** WHAT IS EXPECTED **
Find all lines in the records that include the word "Every", and copy them out.

** GIVEN RECORDS **
____________

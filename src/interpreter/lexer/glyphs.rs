//! The character set of the language.

/// Negative sign of numeric literals, and a name character.
pub const OVERBAR: char = '¯';
/// Exponent marker of numeric literals.
pub const EXPONENT: char = 'E';
/// Imaginary marker of numeric literals.
pub const IMAGINARY: char = 'J';
/// Decimal point.
pub const DOT: char = '.';
/// Delimiter of character literals.
pub const QUOTE: char = '\'';
/// Starts a comment running to the end of the line.
pub const LAMP: char = '⍝';
/// Prefix of system names.
pub const QUAD: char = '⎕';
/// Character input/output.
pub const QUOTE_QUAD: char = '⍞';
/// Empty numeric vector.
pub const ZILDE: char = '⍬';
/// Assignment.
pub const LEFT_ARROW: char = '←';
/// Branch.
pub const RIGHT_ARROW: char = '→';
/// Jot: outer product and composition.
pub const JOT: char = '∘';

/// Characters that separate statements.
pub const STATEMENT_SEPARATORS: &[char] = &['⋄', '◊', '\n'];
/// Characters that separate tokens without producing one.
pub const BLANKS: &[char] = &[' ', '\t', '\r'];
/// Names usable without a definition inside direct functions.
pub const DIRECT_IDENTIFIERS: &[char] = &['⍺', '⍵'];
/// Letters usable in names besides the alphabetic characters.
pub const EXTRA_LETTERS: &[char] = &['∆', '⍙', '_'];

/// Every glyph that stands on its own as a token.
pub const IDEOGRAMS: &str = "+-×÷⌈⌊*⍟|!○~?∧∨⍲⍱<≤=≥>≠⍴,⍪⍳⌽⊖⍉↑↓⊂⊃≡≢∊⍷⍋⍒/\\⌿⍀¨⍨.∘⍤⍥←→()[];⍬⊣⊢⌷⍕⍎⊥⊤⌹";

/// Glyphs the recognizer accepts as primitive functions.
pub const PRIMITIVE_FUNCTIONS: &str = "+-×÷⌈⌊*⍟|!○~?∧∨⍲⍱<≤=≥>≠⍴,⍪⍳⌽⊖⍉↑↓⊂≡∊⍋⍒/⌿";
/// Glyphs the recognizer accepts as monadic operators after a function.
pub const MONADIC_OPERATORS: &str = "/\\⌿⍀¨⍨";
/// Glyphs the recognizer accepts as dyadic operators between functions.
pub const DYADIC_OPERATORS: &str = "∘⍤⍥";

/// Returns `true` for characters that may start a name.
#[must_use]
pub fn is_letter(c: char) -> bool {
    c.is_alphabetic() || c == '∆' || c == '⍙'
}

/// Returns `true` for characters that may continue a name.
#[must_use]
pub fn is_name_char(c: char) -> bool {
    c.is_alphabetic() || c.is_ascii_digit() || EXTRA_LETTERS.contains(&c) || c == OVERBAR
}

/// Returns `true` for glyphs that form a token on their own.
#[must_use]
pub fn is_ideogram(c: char) -> bool {
    IDEOGRAMS.contains(c)
}

/// Every character the interpreter understands, in a fixed order.
///
/// # Example
/// ```
/// use aplite::interpreter::lexer::glyphs::atomic_vector;
///
/// let av = atomic_vector();
/// assert!(av.contains(&'⍴'));
/// assert!(av.contains(&'A'));
/// ```
#[must_use]
pub fn atomic_vector() -> Vec<char> {
    (' '..='~').chain(IDEOGRAMS.chars())
               .chain([OVERBAR, LAMP, QUAD, QUOTE_QUAD, '⋄', '∆', '⍙', '⍺', '⍵'])
               .fold(Vec::new(), |mut av, c| {
                   if !av.contains(&c) {
                       av.push(c);
                   }
                   av
               })
}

____________

** WRITTEN RESPONSE **
/// Every glyph that stands on its own as a token.
/// Every character the interpreter understands, in a fixed order.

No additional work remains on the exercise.